In Libano tensioni sociali e matrimoni forzati. Il Libano ha 4 milioni di abitanti. La metà della popolazione è straniera. I rifugiati siriani in tutto il Paese sono ufficialmente 470mila (ma il numero è molto più alto, circa 1 milione e 200mila comprese le famiglie di chi già vi lavorava), oltre ai 150mila palestinesi siriani. Inizia a mancare il lavoro, aumentano la microcriminalità e le ostilità con i locali. Il governo non ha costruito campi. Solo ora comincia a pensarci. I profughi vivono in case abbandonate, edifici in costruzione, tende di fortuna o per strada. La situazione rischia di diventare esplosiva. Ce la descrive Najla Chahda, direttrice di Caritas Libano, che gestisce da 10 anni un centro per migranti a Beirut. Caritas Libano ha assistito finora più di 150mila rifugiati, con cibo, servizi legali, assistenza medica, educazione, prevenzione e attività sociali per i traumatizzati. Tra due settimane apriranno anche un centro di informazione per dare assistenza alle frontiere. “I libanesi stanno perdendo il lavoro perché i siriani vengono pagati meno - spiega Chahda -. Le persone sono frustrate, c’è molta microcriminalità. Secondo il Ministero dell’interno il 75% dei reati sono commessi dai poveri. Questo aumenta le tensioni tra libanesi e siriani. La situazione sta diventando molto difficile”. “Abbiamo anche molti rifugiati cristiani - aggiunge -, si parla di 1500 famiglie. E il numero aumenta di giorno in giorno”. In più emerge il fenomeno della prostituzione e dei matrimoni forzati, con ragazzine vendute dai genitori per 5mila dollari. “Le madri ci raccontano le loro preoccupazioni - dice Chahda -. Per non essere accusati di interferire nella vita delle persone e negli usi delle comunità, possiamo solo lavorare sulla consapevolezza e informarli della possibilità di chiedere aiuto alle ong internazionali”.

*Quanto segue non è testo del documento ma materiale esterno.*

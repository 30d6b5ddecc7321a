//! Classifiers: item -> class tag
//!
//! The engine only sees the [`Classifier`] trait. Hosts with their own
//! object system can pass a closure; the CLI uses [`PatternClassifier`] on
//! filesystem namespaces.

use crate::error::{ReshelfError, Result};
use crate::patterns;
use crate::types::{ClassTag, Item};
use globset::GlobMatcher;
use serde::{Deserialize, Serialize};
use std::collections::HashMap;

/// Resolves the class tag of an item.
///
/// An error means the item could not be read or recognized; the engine
/// records it as unclassifiable and moves on.
pub trait Classifier: Send + Sync {
    fn class_of(&self, item: &Item) -> Result<ClassTag>;
}

impl<F> Classifier for F
where
    F: Fn(&Item) -> Result<ClassTag> + Send + Sync,
{
    fn class_of(&self, item: &Item) -> Result<ClassTag> {
        self(item)
    }
}

fn unclassifiable(item: &Item, reason: impl Into<String>) -> ReshelfError {
    ReshelfError::Classification {
        item: item.location.clone(),
        reason: reason.into(),
    }
}

// ============================================================================
// Map classifier
// ============================================================================

/// Classifier backed by a fixed location -> tag map.
#[derive(Debug, Clone, Default)]
pub struct MapClassifier {
    tags: HashMap<String, ClassTag>,
}

impl MapClassifier {
    pub fn new() -> Self {
        Self::default()
    }

    pub fn insert(&mut self, location: &str, tag: impl Into<ClassTag>) {
        self.tags
            .insert(crate::naming::normalize_path(location), tag.into());
    }

    pub fn with(mut self, location: &str, tag: impl Into<ClassTag>) -> Self {
        self.insert(location, tag);
        self
    }
}

impl Classifier for MapClassifier {
    fn class_of(&self, item: &Item) -> Result<ClassTag> {
        self.tags
            .get(&item.location)
            .cloned()
            .ok_or_else(|| unclassifiable(item, "no class recorded for item"))
    }
}

// ============================================================================
// Pattern classifier
// ============================================================================

/// Glob pattern -> class tag.
#[derive(Debug, Clone, PartialEq, Eq, Serialize, Deserialize)]
pub struct PatternRule {
    /// Glob matched against the item's path including extension (e.g. "*.fbx")
    pub pattern: String,
    /// Tag assigned to matching items
    pub tag: String,
}

impl PatternRule {
    pub fn new(pattern: impl Into<String>, tag: impl Into<String>) -> Self {
        Self {
            pattern: pattern.into(),
            tag: tag.into(),
        }
    }

    /// Parse `PATTERN=TAG`.
    pub fn parse(raw: &str) -> Result<Self> {
        match raw.rsplit_once('=') {
            Some((pattern, tag)) if !pattern.trim().is_empty() && !tag.trim().is_empty() => {
                Ok(Self::new(pattern.trim(), tag.trim()))
            }
            _ => Err(ReshelfError::Pattern(format!(
                "expected PATTERN=TAG, got '{}'",
                raw
            ))),
        }
    }
}

struct CompiledPattern {
    rule: PatternRule,
    matcher: GlobMatcher,
}

/// Classifies items by glob pattern. First matching rule wins.
pub struct PatternClassifier {
    rules: Vec<CompiledPattern>,
    fallback: Option<ClassTag>,
}

impl PatternClassifier {
    /// Compile the given rules (in priority order).
    pub fn new(rules: Vec<PatternRule>, fallback: Option<ClassTag>) -> Result<Self> {
        let compiled: Result<Vec<CompiledPattern>> = rules
            .into_iter()
            .map(|rule| {
                let normalized = patterns::normalize_glob_pattern(&rule.pattern);
                let matcher = patterns::build_matcher(&normalized)
                    .map_err(|e| ReshelfError::Pattern(format!("{}: {}", rule.pattern, e)))?;
                Ok(CompiledPattern { rule, matcher })
            })
            .collect();

        Ok(Self {
            rules: compiled?,
            fallback,
        })
    }

    /// Tag of the first matching rule, if any.
    pub fn tag_for(&self, item: &Item) -> Option<&str> {
        let candidate = item.file_path();
        let candidate = candidate.trim_start_matches('/');
        self.rules
            .iter()
            .find(|cr| cr.matcher.is_match(candidate))
            .map(|cr| cr.rule.tag.as_str())
    }

    pub fn rules(&self) -> impl Iterator<Item = &PatternRule> {
        self.rules.iter().map(|cr| &cr.rule)
    }

    pub fn is_empty(&self) -> bool {
        self.rules.is_empty() && self.fallback.is_none()
    }
}

impl Classifier for PatternClassifier {
    fn class_of(&self, item: &Item) -> Result<ClassTag> {
        match self.tag_for(item) {
            Some(tag) => Ok(ClassTag::from(tag)),
            None => self
                .fallback
                .clone()
                .ok_or_else(|| unclassifiable(item, "no pattern matched")),
        }
    }
}

#[cfg(test)]
mod tests {
    use super::*;

    fn file(location: &str, ext: &str) -> Item {
        Item::new(location).with_extension(ext)
    }

    #[test]
    fn test_map_classifier() {
        let classifier = MapClassifier::new().with("/Game/rock", "StaticMesh");
        assert_eq!(
            classifier.class_of(&Item::new("/Game/rock")).unwrap(),
            ClassTag::from("StaticMesh")
        );
        assert!(matches!(
            classifier.class_of(&Item::new("/Game/other")),
            Err(ReshelfError::Classification { .. })
        ));
    }

    #[test]
    fn test_closure_classifier() {
        let classifier = |item: &Item| -> Result<ClassTag> {
            if item.name.ends_with("_d") {
                Ok(ClassTag::from("Texture2D"))
            } else {
                Err(unclassifiable(item, "unknown"))
            }
        };
        assert_eq!(
            classifier.class_of(&Item::new("/rock_d")).unwrap(),
            ClassTag::from("Texture2D")
        );
        assert!(classifier.class_of(&Item::new("/rock")).is_err());
    }

    #[test]
    fn test_pattern_first_match_wins() {
        let classifier = PatternClassifier::new(
            vec![
                PatternRule::new("Characters/*.fbx", "SkeletalMesh"),
                PatternRule::new("*.fbx", "StaticMesh"),
                PatternRule::new("*.png", "Texture2D"),
            ],
            None,
        )
        .unwrap();

        assert_eq!(
            classifier.class_of(&file("/Characters/hodol", "fbx")).unwrap(),
            ClassTag::from("SkeletalMesh")
        );
        assert_eq!(
            classifier.class_of(&file("/Props/rock", "FBX")).unwrap(),
            ClassTag::from("StaticMesh")
        );
        assert_eq!(
            classifier.class_of(&file("/rock_d", "png")).unwrap(),
            ClassTag::from("Texture2D")
        );
    }

    #[test]
    fn test_pattern_fallback() {
        let strict = PatternClassifier::new(vec![PatternRule::new("*.fbx", "StaticMesh")], None)
            .unwrap();
        assert!(strict.class_of(&file("/notes", "txt")).is_err());

        let lenient = PatternClassifier::new(
            vec![PatternRule::new("*.fbx", "StaticMesh")],
            Some(ClassTag::from("Misc")),
        )
        .unwrap();
        assert_eq!(
            lenient.class_of(&file("/notes", "txt")).unwrap(),
            ClassTag::from("Misc")
        );
    }

    #[test]
    fn test_invalid_pattern() {
        let result = PatternClassifier::new(vec![PatternRule::new("[oops", "X")], None);
        assert!(matches!(result, Err(ReshelfError::Pattern(_))));
    }

    #[test]
    fn test_parse_pattern_rule() {
        assert_eq!(
            PatternRule::parse("*.fbx=StaticMesh").unwrap(),
            PatternRule::new("*.fbx", "StaticMesh")
        );
        assert!(PatternRule::parse("*.fbx").is_err());
        assert!(PatternRule::parse("=StaticMesh").is_err());
    }
}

In Turchia bombe e paura. In Turchia 190mila profughi siriani vivono nei 18 campi governativi. Altri 200-250mila in case, tende, capannoni e alloggi di fortuna. Visto l’afflusso enorme il governo sta costruendo altri otto campi. Dopo le 52 vittime, la settimana scorsa, a causa di due autobombe a Reyhanli, una cittadina al confine con la Siria dove opera Caritas Turchia con un team di 5 persone, sono aumentati gli episodi di intolleranza da parte della popolazione. “Per il momento abbiamo dovuto sospendere le attività - spiega Chiara Rambaldi, che lavora da 4 anni a Caritas Turchia -. Il contesto è delicato. Le famiglie siriane sono spaventate, non escono più di casa”. Ci sono anche decine di famiglie cristiane: “Sono rifugiate nei monasteri del sud-est, a Midiot Mardin”. Intanto molti siriani sono arrivati perfino a Istanbul: Caritas Turchia assiste lì 180 famiglie, oltre alle altre 1200 di Reyhanli. “Forniamo, cibo, sostegno psicologico, assistenza medica, educazione - dice -. A breve apriremo uno spazio di socializzazione per i bambini”. Anche qui si riscontrano casi di matrimoni forzati e tratta di persone. A tutti i profughi viene concessa una protezione umanitaria temporanea. “Sarebbe meglio - suggerisce - che avessero accesso all’asilo politico”.